2005-10-24 Thread Jonathan A. Kollasch
On Sunday 23 October 2005 09:46 am, Zhang Weiwu wrote:
 Hello. I recently got an IPv6 address for my small server (or perhaps I
 recently got a lot of IPv6 address, I cannot tell) from my ISP.  This is
 what I did in attempt to activate this address (all following exactly
 what is written on the ISP's manual)

 server root # ip addr add 2001:41c8:1:53ae::2/64 dev eth0
 server root # ip route add 2000::/3 via 2001:41c8:1:53ae::1
 server root # ip -6 addr show eth0
 5: eth0: BROADCAST,MULTICAST,ALLMULTI,UP qlen 1000
 inet6 2001:41c8:1:53ae::2/64 scope global
 inet6 fe80::fcfd:50ff:fe44:5d98/64 scope link
 server root # ping6 2001:41c8:1:53ae::2
 PING 2001:41c8:1:53ae::2(2001:41c8:1:53ae::2) 56 data bytes
 64 bytes from 2001:41c8:1:53ae::2: icmp_seq=1 ttl=64 time=0.077 ms
 64 bytes from 2001:41c8:1:53ae::2: icmp_seq=2 ttl=64 time=0.069 ms
 server root # ping6 www.ipv6.org
 PING www.ipv6.org(igloo.stacken.kth.se) 56 data bytes

 --- www.ipv6.org ping statistics ---
 5 packets transmitted, 0 received, 100% packet loss, time 4024ms

 Now what?
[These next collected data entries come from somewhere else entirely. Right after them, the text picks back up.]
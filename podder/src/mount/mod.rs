//! The mount planner (C4): builds the overlayfs lower/upper/work plan from
//! a layer chain and performs the overlay + auxiliary mounts (spec §4.4).
//!
//! Grounded on the `vibesrc-coop` sandbox namespace module's
//! `child_setup_fs`/`setup_overlay`/`setup_bind_mounts` sequence: make
//! mount propagation private first, then overlay, then the auxiliary
//! mounts, then `pivot_root`.

use std::path::{Path, PathBuf};

use crate::config::StorageConfig;
use crate::error::{Error, Result};
use crate::store::Layer;

/// A fully resolved mount plan for one `start`.
#[derive(Debug, Clone)]
pub struct MountPlan {
    /// Lowerdirs in overlay mount-string order: the chain root (`Lk`) comes
    /// first, the layer immediately below the top (`L1`) comes last, and —
    /// in ephemeral mode — the top layer's own `root/` is appended after
    /// that. Overlayfs gives the *last*-listed lowerdir the highest
    /// precedence among lowers (the first is the "least" one, per the
    /// `nya3jp-cros-bazel` container-mount helper this is grounded on), so
    /// this ordering makes more recently stacked layers correctly shadow
    /// older ones.
    pub lowerdirs: Vec<PathBuf>,
    /// Overlay upperdir.
    pub upperdir: PathBuf,
    /// Overlay workdir (must be on the same filesystem as `upperdir`).
    pub workdir: PathBuf,
    /// Overlay mount point — `L0/merged`.
    pub merged: PathBuf,
    /// The tmpfs mount point backing `upperdir`/`workdir` in ephemeral mode.
    pub ephemeral_tmpfs: Option<PathBuf>,
}

impl MountPlan {
    /// Builds the plan for the given chain (leaf-first, as returned by
    /// `LayerStore::chain`) and its effective storage configuration.
    pub fn build(chain: &[Layer], storage: &StorageConfig) -> Result<Self> {
        let top = chain.first().ok_or_else(|| {
            Error::ConfigInvalid("mount plan requires a non-empty chain".to_owned())
        })?;
        let ancestors = &chain[1..];

        // `chain` is leaf-first ([L0, L1, .., Lk]); the overlay mount
        // string wants the deepest ancestor first, so reverse it.
        let mut lowerdirs: Vec<PathBuf> = ancestors.iter().rev().map(Layer::root_dir).collect();
        let (upperdir, workdir, ephemeral_tmpfs) = if storage.ephemeral {
            lowerdirs.push(top.root_dir());
            let run = top.run_dir();
            (run.join("upper"), run.join("work"), Some(run))
        } else {
            (top.root_dir(), top.run_dir().join("work"), None)
        };

        if lowerdirs.is_empty() {
            return Err(Error::ConfigInvalid(format!(
                "layer {} has no lower directories to mount",
                top.name()
            )));
        }

        Ok(Self {
            lowerdirs,
            upperdir,
            workdir,
            merged: top.merged_dir(),
            ephemeral_tmpfs,
        })
    }

    /// Renders the `lowerdir=...` option value in overlay syntax.
    #[must_use]
    pub fn lowerdir_option(&self) -> String {
        self.lowerdirs
            .iter()
            .map(|p| p.to_string_lossy())
            .collect::<Vec<_>>()
            .join(":")
    }
}

#[cfg(unix)]
mod linux {
    use std::os::unix::fs::FileTypeExt;
    use std::path::Path;

    use nix::mount::{MntFlags, MsFlags, mount, umount2};
    use nix::sys::stat::{Mode, SFlag, mknod};

    use super::MountPlan;
    use crate::error::{Error, Result};

    fn mount_err(what: &str, e: impl std::fmt::Display) -> Error {
        Error::MountFailed(format!("{what}: {e}"))
    }

    /// Makes mount propagation private for the whole tree, so none of the
    /// mounts performed from here leak to the host (spec §4.4 "propagation
    /// is made private on entry").
    pub fn make_private() -> Result<()> {
        mount(
            None::<&str>,
            "/",
            None::<&str>,
            MsFlags::MS_REC | MsFlags::MS_PRIVATE,
            None::<&str>,
        )
        .map_err(|e| mount_err("make mount propagation private", e))
    }

    /// Mounts the ephemeral tmpfs (if any), then the overlay union at
    /// `plan.merged`.
    pub fn mount_overlay(plan: &MountPlan) -> Result<()> {
        if let Some(run) = &plan.ephemeral_tmpfs {
            std::fs::create_dir_all(run)?;
            mount(
                Some("tmpfs"),
                run,
                Some("tmpfs"),
                MsFlags::MS_NOSUID,
                None::<&str>,
            )
            .map_err(|e| mount_err("mount ephemeral tmpfs", e))?;
        }
        std::fs::create_dir_all(&plan.upperdir)?;
        std::fs::create_dir_all(&plan.workdir)?;
        std::fs::create_dir_all(&plan.merged)?;

        let options = format!(
            "lowerdir={},upperdir={},workdir={}",
            plan.lowerdir_option(),
            plan.upperdir.display(),
            plan.workdir.display(),
        );
        mount(
            Some("overlay"),
            &plan.merged,
            Some("overlay"),
            MsFlags::MS_NOSUID,
            Some(options.as_str()),
        )
        .map_err(|e| mount_err("mount overlay", e))
    }

    /// Performs `pivot_root` into `new_root` and `chdir`s to `/`. The old
    /// root filesystem is left mounted at `/.podder-old-root` — `mount_aux`
    /// still needs it as the bind-mount source for the minimal device set
    /// and the re-exposed `/run` tmpfs — so callers must not tear it down
    /// until after `mount_aux` runs; use [`unmount_old_root`] for that.
    pub fn pivot_root(new_root: &Path) -> Result<()> {
        let old_root = new_root.join(".podder-old-root");
        std::fs::create_dir_all(&old_root)?;

        nix::unistd::pivot_root(new_root, &old_root)
            .map_err(|e| mount_err("pivot_root", e))?;
        std::env::set_current_dir("/")?;
        Ok(())
    }

    /// Lazily unmounts and removes `/.podder-old-root`. Must be called after
    /// `mount_aux` (spec §4.4): the device set and `/run` re-exposure both
    /// bind-mount from under the old root, which disappears once this runs.
    pub fn unmount_old_root() -> Result<()> {
        umount2("/.podder-old-root", MntFlags::MNT_DETACH)
            .map_err(|e| mount_err("unmount old root", e))?;
        std::fs::remove_dir("/.podder-old-root").ok();
        Ok(())
    }

    /// Mounts `/proc`, `/sys`, `/dev`, `/dev/pts`, and re-exposes `/run`
    /// inside the new root (must be called after `pivot_root` and before
    /// `unmount_old_root`, spec §4.4).
    pub fn mount_aux(run_source: Option<&Path>) -> Result<()> {
        std::fs::create_dir_all("/proc")?;
        mount(
            Some("proc"),
            "/proc",
            Some("proc"),
            MsFlags::MS_NOSUID | MsFlags::MS_NODEV | MsFlags::MS_NOEXEC,
            None::<&str>,
        )
        .map_err(|e| mount_err("mount /proc", e))?;

        std::fs::create_dir_all("/sys")?;
        mount(
            Some("/sys"),
            "/sys",
            None::<&str>,
            MsFlags::MS_BIND | MsFlags::MS_REC,
            None::<&str>,
        )
        .map_err(|e| mount_err("bind-mount /sys", e))?;
        mount(
            None::<&str>,
            "/sys",
            None::<&str>,
            MsFlags::MS_BIND | MsFlags::MS_REMOUNT | MsFlags::MS_RDONLY | MsFlags::MS_REC,
            None::<&str>,
        )
        .map_err(|e| mount_err("remount /sys read-only", e))?;

        std::fs::create_dir_all("/dev")?;
        mount(
            Some("tmpfs"),
            "/dev",
            Some("tmpfs"),
            MsFlags::MS_NOSUID,
            Some("mode=0755"),
        )
        .map_err(|e| mount_err("mount /dev tmpfs", e))?;

        for name in ["null", "zero", "full", "random", "urandom", "tty", "ptmx"] {
            let host = format!("/.podder-old-root/dev/{name}");
            let target = format!("/dev/{name}");
            if !Path::new(&host).exists() {
                continue;
            }
            std::fs::write(&target, b"").ok();
            if let Err(e) = mount(
                Some(host.as_str()),
                target.as_str(),
                None::<&str>,
                MsFlags::MS_BIND,
                None::<&str>,
            ) {
                tracing::warn!(device = name, error = %e, "failed to bind-mount device node");
            }
        }

        std::fs::create_dir_all("/dev/pts")?;
        mount(
            Some("devpts"),
            "/dev/pts",
            Some("devpts"),
            MsFlags::MS_NOSUID | MsFlags::MS_NOEXEC,
            Some("newinstance,ptmxmode=0666,mode=0620"),
        )
        .map_err(|e| mount_err("mount /dev/pts", e))?;

        std::fs::create_dir_all("/run")?;
        if let Some(source) = run_source {
            // `source` is the tmpfs backing overlay upper/work as it was
            // reachable before `pivot_root`; find it under the relocated old
            // root rather than at its original absolute path, which now
            // resolves (if at all) against the new root instead.
            let host = Path::new("/.podder-old-root")
                .join(source.strip_prefix("/").unwrap_or(source));
            mount(
                Some(&host),
                "/run",
                None::<&str>,
                MsFlags::MS_BIND,
                None::<&str>,
            )
            .map_err(|e| mount_err("bind-mount /run", e))?;
        } else {
            mount(
                Some("tmpfs"),
                "/run",
                Some("tmpfs"),
                MsFlags::MS_NOSUID,
                None::<&str>,
            )
            .map_err(|e| mount_err("mount /run tmpfs", e))?;
        }

        Ok(())
    }

    /// Creates a character-device whiteout marker (`0/0`) at `path`, used
    /// both by the tar importer (spec §4.3) and directly testable here.
    pub fn mknod_whiteout(path: &Path) -> Result<()> {
        mknod(
            path,
            SFlag::S_IFCHR,
            Mode::empty(),
            nix::sys::stat::makedev(0, 0),
        )
        .map_err(|e| mount_err("mknod whiteout", e))
    }

    /// Returns whether `path` is itself a character device with major/minor
    /// `0/0` — the overlayfs whiteout convention.
    #[must_use]
    pub fn is_whiteout_device(path: &Path) -> bool {
        let Ok(meta) = std::fs::symlink_metadata(path) else {
            return false;
        };
        if !meta.file_type().is_char_device() {
            return false;
        }
        let rdev = std::os::unix::fs::MetadataExt::rdev(&meta);
        rdev == 0
    }
}

#[cfg(unix)]
pub use linux::{
    make_private, mknod_whiteout, mount_aux, mount_overlay, pivot_root, unmount_old_root,
};

#[cfg(test)]
mod tests {
    use super::*;
    use crate::store::LayerStore;

    #[test]
    fn ephemeral_plan_appends_top_layer_as_highest_priority_lower() {
        let dir = tempfile::tempdir().unwrap();
        let store = LayerStore::open(dir.path()).unwrap();
        store.create("base", None, None).unwrap();
        store.create("top", Some("base"), None).unwrap();

        let chain = store.chain("top").unwrap();
        let plan = MountPlan::build(&chain, &StorageConfig { ephemeral: true }).unwrap();

        assert_eq!(plan.lowerdirs.len(), 2);
        assert_eq!(plan.lowerdirs[0], chain[1].root_dir());
        assert_eq!(plan.lowerdirs[1], chain[0].root_dir());
        assert!(plan.ephemeral_tmpfs.is_some());
    }

    #[test]
    fn three_layer_chain_orders_lowers_deepest_first() {
        let dir = tempfile::tempdir().unwrap();
        let store = LayerStore::open(dir.path()).unwrap();
        store.create("base", None, None).unwrap();
        store.create("mid", Some("base"), None).unwrap();
        store.create("leaf", Some("mid"), None).unwrap();

        let chain = store.chain("leaf").unwrap();
        let plan = MountPlan::build(&chain, &StorageConfig { ephemeral: false }).unwrap();

        // chain() is leaf-first: [leaf, mid, base]. Ancestors are
        // [mid, base]; the overlay string wants deepest (base) first.
        assert_eq!(plan.lowerdirs, vec![chain[2].root_dir(), chain[1].root_dir()]);
    }

    #[test]
    fn persistent_plan_uses_top_root_as_upper() {
        let dir = tempfile::tempdir().unwrap();
        let store = LayerStore::open(dir.path()).unwrap();
        store.create("base", None, None).unwrap();
        store.create("top", Some("base"), None).unwrap();

        let chain = store.chain("top").unwrap();
        let plan = MountPlan::build(&chain, &StorageConfig { ephemeral: false }).unwrap();

        assert_eq!(plan.upperdir, chain[0].root_dir());
        assert_eq!(plan.lowerdirs, vec![chain[1].root_dir()]);
        assert!(plan.ephemeral_tmpfs.is_none());
    }

    #[test]
    fn root_layer_plan_has_at_least_one_lower() {
        let dir = tempfile::tempdir().unwrap();
        let store = LayerStore::open(dir.path()).unwrap();
        store.create("only", None, None).unwrap();

        let chain = store.chain("only").unwrap();
        let plan = MountPlan::build(&chain, &StorageConfig { ephemeral: true }).unwrap();
        assert_eq!(plan.lowerdirs.len(), 1);
    }
}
Is my ipv6 address working now? I don't see a clue on how to
 do testing.

Well it should be, but it's not. I can ping (your|their) router, but not your 
server. You might try a traceroute6 to see where the problem might be. If you 
still need help try #IPv6 on irc.freenode.net. Or if your ISP provides 
support for IPv6 talk to them.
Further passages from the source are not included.